Bottom Line:  It has thankfully warmed a bit since the end of the Little Ice Age, atmospheric CO2 has increased and plant life on Earth is doing better.  Growing seasons in most regions have lengthened, allowing record yields of almost all agricultural crops.  This benefit has also helped trees and weeds (“plants that we don’t like”)—the pollen of which cause pollen allergies— which are also having, in some areas, record yields.   

[Disclosure:  The author lives in a part of the United States that regularly makes the Top Ten list of Allergy Capitals of the US.  I have not noticed any change in allergy season – it has always seemed ‘never-ending’.]

Kathmandu Finally Got Tap Water. After a Climate Disaster, It Was Gone.

This story, with a subtitle of: “A disaster that wiped out a decades-long project to bring pipe-borne water to Nepal’s capital shows the mismatch between slow-moving donor-financed efforts and rapid global warming.”

If one needs an example of the execution of the mantra “every story a climate crisis story” this story will do.  It is about a flood in the Melamchi River Valley of Nepal. 

Geologically, the entire river valley is a flood plain, created by repeated floods that have gouged out the valley floor.  Floods here are not unexpected and have obviously happened time after time over the ages.

Here are images of the location of and condition – post-flood – of the Melamchi Water Supply Headworks site:

The AGU Blogosphere’s The Landslide Blog, discusses the cause of the disaster and explains the extent of the damage pictured above: “The project’s headworks site at Ambathan remains buried in flood debris several metres deep. ….  According to Rajendra Prasad Pant, spokesperson for the Melamchi Water Supply Development Board, it remains uncertain when the debris clearance and restoration works will begin…As per the initial assessment, the project has suffered more than Rs1 billion [about £6 million] worth of damage.” (the post-flood photo provided by https://flyinglabs.org/nepal/).

There has been a disaster, and it will adversely affect, possibly for years, the water project meant to supply clean drinking water to the city of Kathmandu. 

Caused by climate change?  No, the primary cause was weather, specifically heavy monsoon rains, which are experienced in Nepal almost every year, as are the subsequent floods in various river valleys in Nepal.  The Kathmandu Post reports that many Nepalese have died in these flood over the last century, reporting “Flooding in Nepal remains an annual occurrence as this year.”

But this flood was caused not by just too much rain, which is weather-related, but by a special circumstance:

“Understanding this disaster, which we know was caused by the rupture of a landslide dam, is difficult during the monsoon, when cloud cover renders satellite image collection difficult. ….  but it does appear that the interpretation that a landslide dam developed during the heavy rainfall, and then breached, is correct.”  [ source ]

A landslide dam [.pdf for full discussion] is created when a landslide comes down and blocks the flow of a stream, creek or river.  This is rather common.
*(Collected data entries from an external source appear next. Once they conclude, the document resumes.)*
//! Non-owning handles into caller-owned map geometry.
//!
//! The half-plane never owns vertices, lines or segments. Everything it
//! records about them is an index into arenas held by the partitioner.

use nalgebra::{Point2, Vector2};

/// Index of a vertex in the caller's vertex arena.
#[derive(Debug, Clone, Copy, PartialEq, Eq, Hash, PartialOrd, Ord)]
pub struct VertexId(pub usize);

/// Index of a map line in the caller's line arena.
#[derive(Debug, Clone, Copy, PartialEq, Eq, Hash, PartialOrd, Ord)]
pub struct LineId(pub usize);

/// Index of a line segment side in the caller's segment arena.
#[derive(Debug, Clone, Copy, PartialEq, Eq, Hash, PartialOrd, Ord)]
pub struct SideId(pub usize);

/// Selects one of the two endpoints of a segment.
#[derive(Debug, Clone, Copy, PartialEq, Eq, Hash)]
pub enum Edge {
    /// The start vertex (edge 0).
    From,
    /// The end vertex (edge 1).
    To,
}

impl Edge {
    /// Returns 0 for [`Edge::From`] and 1 for [`Edge::To`].
    #[inline]
    pub fn index(self) -> usize {
        match self {
            Edge::From => 0,
            Edge::To => 1,
        }
    }

    /// Returns the other endpoint.
    #[inline]
    pub fn opposite(self) -> Self {
        match self {
            Edge::From => Edge::To,
            Edge::To => Edge::From,
        }
    }
}

impl TryFrom<u8> for Edge {
    type Error = u8;

    fn try_from(value: u8) -> Result<Self, Self::Error> {
        match value {
            0 => Ok(Edge::From),
            1 => Ok(Edge::To),
            other => Err(other),
        }
    }
}

/// A map vertex: its identity plus its position.
#[derive(Debug, Clone, Copy, PartialEq)]
pub struct Vertex {
    pub id: VertexId,
    pub origin: Point2<f64>,
}

impl Vertex {
    /// Creates a vertex at `origin`.
    pub fn new(id: VertexId, origin: Point2<f64>) -> Self {
        Self { id, origin }
    }
}

/// The map line a segment side was cut from.
#[derive(Debug, Clone, Copy, PartialEq, Eq)]
pub struct MapLine {
    pub id: LineId,
    /// Both sides of the line face the same sector.
    pub self_referencing: bool,
}

impl MapLine {
    /// Creates a line with different sectors on each side.
    pub fn new(id: LineId) -> Self {
        Self {
            id,
            self_referencing: false,
        }
    }

    /// A line with the same sector on both sides.
    pub fn self_referencing(id: LineId) -> Self {
        Self {
            id,
            self_referencing: true,
        }
    }
}

/// One side of a line segment, as seen by the half-plane.
///
/// Segments without a [`MapLine`] are partition-only: they were created by
/// the partitioner along a split and carry no map-side geometry.
#[derive(Debug, Clone, Copy, PartialEq)]
pub struct SegmentSide {
    id: SideId,
    from: Vertex,
    to: Vertex,
    map_line: Option<MapLine>,
    partition_line: Option<LineId>,
}

impl SegmentSide {
    /// Creates a partition-only segment side between two vertices.
    pub fn new(id: SideId, from: Vertex, to: Vertex) -> Self {
        Self {
            id,
            from,
            to,
            map_line: None,
            partition_line: None,
        }
    }

    /// Attaches the map line this side belongs to.
    ///
    /// The partition line defaults to the same line unless one was already set.
    pub fn with_map_line(mut self, line: MapLine) -> Self {
        self.map_line = Some(line);
        self.partition_line.get_or_insert(line.id);
        self
    }

    /// Sets the map line this segment was originally split from.
    pub fn with_partition_line(mut self, line: LineId) -> Self {
        self.partition_line = Some(line);
        self
    }

    /// Returns the id of this side.
    #[inline]
    pub fn id(&self) -> SideId {
        self.id
    }

    /// Returns the start vertex.
    #[inline]
    pub fn from_vertex(&self) -> &Vertex {
        &self.from
    }

    /// Returns the end vertex.
    #[inline]
    pub fn to_vertex(&self) -> &Vertex {
        &self.to
    }

    /// Returns the vertex at the given endpoint.
    #[inline]
    pub fn vertex(&self, edge: Edge) -> &Vertex {
        match edge {
            Edge::From => &self.from,
            Edge::To => &self.to,
        }
    }

    /// Returns the map line of this side, if any.
    #[inline]
    pub fn map_line(&self) -> Option<&MapLine> {
        self.map_line.as_ref()
    }

    /// Returns the map line this segment was originally split from, if any.
    #[inline]
    pub fn partition_line(&self) -> Option<LineId> {
        self.partition_line
    }

    /// Returns `true` if this side is attached to real map geometry.
    #[inline]
    pub fn has_map_side(&self) -> bool {
        self.map_line.is_some()
    }

    /// Returns `true` if the owning map line has the same sector on both sides.
    ///
    /// Partition-only segments are never self-referencing.
    #[inline]
    pub fn is_self_referencing(&self) -> bool {
        self.map_line.is_some_and(|line| line.self_referencing)
    }

    /// Vector from the start vertex to the end vertex.
    #[inline]
    pub fn direction(&self) -> Vector2<f64> {
        self.to.origin - self.from.origin
    }

    /// Returns the distance between the two vertices.
    #[inline]
    pub fn length(&self) -> f64 {
        self.direction().norm()
    }
}
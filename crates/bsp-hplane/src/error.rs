//! Errors raised while building intercept lists.

use crate::SideId;

/// Fatal failures of the half-plane.
///
/// These are not recoverable for the current map: the caller should abandon
/// the BSP build and refuse to load the map rather than continue with a
/// partially built tree.
#[derive(thiserror::Error, Debug, Clone, PartialEq)]
pub enum HPlaneError {
    /// Two adjacent intercepts are out of geometric order by more than the
    /// ordering tolerance after sorting.
    ///
    /// This points at corrupt map geometry or at a bug in the segment
    /// splitting upstream.
    #[error(
        "Invalid intercept order: {previous} (segment {previous_segment:?}) is ahead of {next} (segment {next_segment:?})"
    )]
    InvalidInterceptOrder {
        previous: f64,
        next: f64,
        previous_segment: SideId,
        next_segment: SideId,
    },
}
The paper linked explains that “Landslide dams occur in all mountain terrains” and “Due to the relative short life of most of these dams and often catastrophic failure, urgent [attention] has to be given including assessment of upriver inundation and catastrophic downstream flooding.”  This is precisely what happened in the Melamchi River Valley.

I have personally seen these in the creeks that come down out of the Catskill Mountains of New York State. In the Catskills, clay-based mud full of rocks slips from the steep sides of a “clove” [a clove  is a narrow valley with steep sides, the term is used in areas of North America first settled by the Dutch] and blocks the stream or creek at the bottom.  Eventually, the water overcomes the blockage and rushes down the clove in a torrent, driving mud and rock before it,  as it empties the water held back by the dam. 

Landslide dams and their catastrophic failures are not caused by Climate Change.  They are not caused by Global Warming.  They are not even necessarily caused by heavy monsoon rains. 

The Melamchi River Valley itself may have been carved out of the mountains by repeated landslide dam failures.

Bottom Line: The unfortunate Melamchi River Valley flood of June 2022 was caused by a disastrous landslide dam failure.  The damages to the Melamchi Water Supply project are enormous and will take years and lots of internationally donated money to repair.  This will delay the supply of dependable clean drinking water to Kathmandu.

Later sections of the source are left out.